WORK INSTRUCTION: Each line from the start of the data below through the one containing "use super::job::JobCounters;" must be reproduced exactly.

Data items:
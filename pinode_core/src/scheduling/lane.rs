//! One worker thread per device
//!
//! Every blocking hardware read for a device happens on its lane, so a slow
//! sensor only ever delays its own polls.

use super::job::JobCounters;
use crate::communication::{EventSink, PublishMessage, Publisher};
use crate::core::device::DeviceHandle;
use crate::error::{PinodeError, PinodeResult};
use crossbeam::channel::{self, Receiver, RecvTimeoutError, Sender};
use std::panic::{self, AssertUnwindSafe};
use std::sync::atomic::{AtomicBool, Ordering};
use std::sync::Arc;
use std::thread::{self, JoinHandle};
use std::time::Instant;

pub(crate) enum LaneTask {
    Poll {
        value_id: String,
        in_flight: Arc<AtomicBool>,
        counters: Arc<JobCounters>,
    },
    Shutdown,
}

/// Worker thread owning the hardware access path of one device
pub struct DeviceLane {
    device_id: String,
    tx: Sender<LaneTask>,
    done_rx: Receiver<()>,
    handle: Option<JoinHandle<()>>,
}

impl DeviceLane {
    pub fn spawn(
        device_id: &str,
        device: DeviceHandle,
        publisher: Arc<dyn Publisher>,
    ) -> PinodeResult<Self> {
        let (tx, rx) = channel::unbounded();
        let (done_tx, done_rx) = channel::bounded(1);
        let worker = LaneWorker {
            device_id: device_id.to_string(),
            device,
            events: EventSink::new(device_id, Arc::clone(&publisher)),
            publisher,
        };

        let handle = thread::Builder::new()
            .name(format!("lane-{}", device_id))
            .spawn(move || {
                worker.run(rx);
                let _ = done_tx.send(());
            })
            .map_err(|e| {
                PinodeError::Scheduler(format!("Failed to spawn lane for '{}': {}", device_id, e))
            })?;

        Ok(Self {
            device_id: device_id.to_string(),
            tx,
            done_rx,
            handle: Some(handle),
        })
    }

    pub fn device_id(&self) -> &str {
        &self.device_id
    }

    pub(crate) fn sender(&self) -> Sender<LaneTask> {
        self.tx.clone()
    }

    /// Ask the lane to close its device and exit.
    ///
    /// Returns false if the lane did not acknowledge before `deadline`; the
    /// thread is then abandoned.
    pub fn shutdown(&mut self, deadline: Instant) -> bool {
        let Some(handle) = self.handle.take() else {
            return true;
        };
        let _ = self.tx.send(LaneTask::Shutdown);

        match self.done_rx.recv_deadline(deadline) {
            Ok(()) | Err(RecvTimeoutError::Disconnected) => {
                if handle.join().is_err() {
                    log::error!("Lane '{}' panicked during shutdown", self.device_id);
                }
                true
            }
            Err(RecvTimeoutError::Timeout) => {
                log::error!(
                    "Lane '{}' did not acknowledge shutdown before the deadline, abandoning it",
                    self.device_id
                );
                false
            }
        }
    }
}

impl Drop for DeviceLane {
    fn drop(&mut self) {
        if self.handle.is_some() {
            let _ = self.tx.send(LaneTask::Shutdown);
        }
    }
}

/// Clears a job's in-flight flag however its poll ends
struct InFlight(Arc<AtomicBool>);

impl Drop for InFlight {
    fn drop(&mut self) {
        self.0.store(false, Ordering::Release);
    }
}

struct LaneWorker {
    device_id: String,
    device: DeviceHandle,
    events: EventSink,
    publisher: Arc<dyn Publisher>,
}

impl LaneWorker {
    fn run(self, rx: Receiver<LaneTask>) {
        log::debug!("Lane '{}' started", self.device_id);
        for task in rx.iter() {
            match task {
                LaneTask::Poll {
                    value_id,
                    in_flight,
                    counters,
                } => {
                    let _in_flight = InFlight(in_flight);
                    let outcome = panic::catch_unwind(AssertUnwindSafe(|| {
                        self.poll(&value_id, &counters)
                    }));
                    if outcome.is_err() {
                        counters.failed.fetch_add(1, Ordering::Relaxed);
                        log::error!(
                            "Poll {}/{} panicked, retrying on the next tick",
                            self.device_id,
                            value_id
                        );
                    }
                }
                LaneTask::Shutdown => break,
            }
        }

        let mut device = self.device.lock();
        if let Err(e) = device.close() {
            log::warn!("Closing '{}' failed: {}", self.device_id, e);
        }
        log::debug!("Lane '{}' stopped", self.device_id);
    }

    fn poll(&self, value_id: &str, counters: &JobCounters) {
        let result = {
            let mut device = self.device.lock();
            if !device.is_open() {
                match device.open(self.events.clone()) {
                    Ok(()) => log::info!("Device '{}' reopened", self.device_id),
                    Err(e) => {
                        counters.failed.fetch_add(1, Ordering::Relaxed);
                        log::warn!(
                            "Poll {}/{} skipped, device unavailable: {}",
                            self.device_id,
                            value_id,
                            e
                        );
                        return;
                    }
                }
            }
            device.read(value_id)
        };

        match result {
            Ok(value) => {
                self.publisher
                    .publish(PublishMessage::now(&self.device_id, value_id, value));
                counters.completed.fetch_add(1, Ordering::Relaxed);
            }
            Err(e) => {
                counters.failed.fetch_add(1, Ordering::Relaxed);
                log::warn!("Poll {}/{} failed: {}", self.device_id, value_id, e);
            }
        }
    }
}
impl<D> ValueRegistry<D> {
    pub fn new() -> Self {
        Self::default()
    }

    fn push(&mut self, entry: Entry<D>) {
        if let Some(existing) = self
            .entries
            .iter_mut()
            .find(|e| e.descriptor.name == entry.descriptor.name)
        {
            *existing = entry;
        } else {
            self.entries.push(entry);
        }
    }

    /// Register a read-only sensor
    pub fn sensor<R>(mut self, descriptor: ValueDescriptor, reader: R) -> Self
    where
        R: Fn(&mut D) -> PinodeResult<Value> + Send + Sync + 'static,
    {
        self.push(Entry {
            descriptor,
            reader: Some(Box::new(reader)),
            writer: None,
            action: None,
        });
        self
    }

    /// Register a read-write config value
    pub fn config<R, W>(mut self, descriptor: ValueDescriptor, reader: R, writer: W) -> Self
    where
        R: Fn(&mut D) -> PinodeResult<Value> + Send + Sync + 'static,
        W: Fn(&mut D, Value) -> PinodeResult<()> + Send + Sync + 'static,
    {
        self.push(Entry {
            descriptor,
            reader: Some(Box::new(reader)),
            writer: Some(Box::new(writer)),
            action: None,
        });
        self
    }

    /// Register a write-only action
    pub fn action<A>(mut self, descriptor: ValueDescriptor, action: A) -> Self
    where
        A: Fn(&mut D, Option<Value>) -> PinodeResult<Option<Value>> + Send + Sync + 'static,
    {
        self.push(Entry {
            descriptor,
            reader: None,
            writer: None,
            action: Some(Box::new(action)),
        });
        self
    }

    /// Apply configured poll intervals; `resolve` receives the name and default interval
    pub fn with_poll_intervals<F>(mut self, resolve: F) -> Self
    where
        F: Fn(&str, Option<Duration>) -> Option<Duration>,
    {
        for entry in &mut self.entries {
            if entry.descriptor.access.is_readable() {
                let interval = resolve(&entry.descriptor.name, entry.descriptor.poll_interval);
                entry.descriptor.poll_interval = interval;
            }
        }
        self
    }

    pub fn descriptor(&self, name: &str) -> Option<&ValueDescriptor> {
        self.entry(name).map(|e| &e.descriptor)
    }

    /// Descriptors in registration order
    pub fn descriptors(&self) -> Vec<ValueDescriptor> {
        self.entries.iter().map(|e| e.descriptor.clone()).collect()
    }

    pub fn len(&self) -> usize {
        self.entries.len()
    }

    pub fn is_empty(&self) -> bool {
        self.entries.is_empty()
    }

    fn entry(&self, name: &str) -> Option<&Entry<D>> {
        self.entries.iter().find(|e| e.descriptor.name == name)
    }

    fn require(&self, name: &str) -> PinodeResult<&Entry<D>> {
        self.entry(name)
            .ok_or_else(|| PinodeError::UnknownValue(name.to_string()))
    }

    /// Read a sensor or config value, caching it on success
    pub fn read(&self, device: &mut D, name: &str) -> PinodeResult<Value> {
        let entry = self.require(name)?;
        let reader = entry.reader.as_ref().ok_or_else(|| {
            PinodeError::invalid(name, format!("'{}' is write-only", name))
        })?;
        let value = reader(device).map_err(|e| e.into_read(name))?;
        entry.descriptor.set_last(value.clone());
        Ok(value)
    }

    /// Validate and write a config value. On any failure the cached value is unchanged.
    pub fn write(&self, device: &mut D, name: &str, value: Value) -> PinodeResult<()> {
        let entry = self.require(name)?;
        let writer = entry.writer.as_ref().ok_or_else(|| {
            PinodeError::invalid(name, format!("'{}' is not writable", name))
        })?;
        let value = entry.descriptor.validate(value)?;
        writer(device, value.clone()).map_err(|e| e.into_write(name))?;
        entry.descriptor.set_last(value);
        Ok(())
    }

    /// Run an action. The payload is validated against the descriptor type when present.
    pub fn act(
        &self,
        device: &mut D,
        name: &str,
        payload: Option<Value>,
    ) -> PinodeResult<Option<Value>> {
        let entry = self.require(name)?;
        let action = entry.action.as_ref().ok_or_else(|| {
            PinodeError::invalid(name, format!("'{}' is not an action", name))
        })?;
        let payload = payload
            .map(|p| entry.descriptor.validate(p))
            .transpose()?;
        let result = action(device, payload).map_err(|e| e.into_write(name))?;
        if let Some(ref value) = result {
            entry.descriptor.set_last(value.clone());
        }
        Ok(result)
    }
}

RESPONSE AREA:
filename pinode_core/src/scheduling/lane.rs
//! One worker thread per device
//!
//! Every blocking hardware read for a device happens on its lane, so a slow
//! sensor only ever delays its own polls.

use super::job::JobCounters;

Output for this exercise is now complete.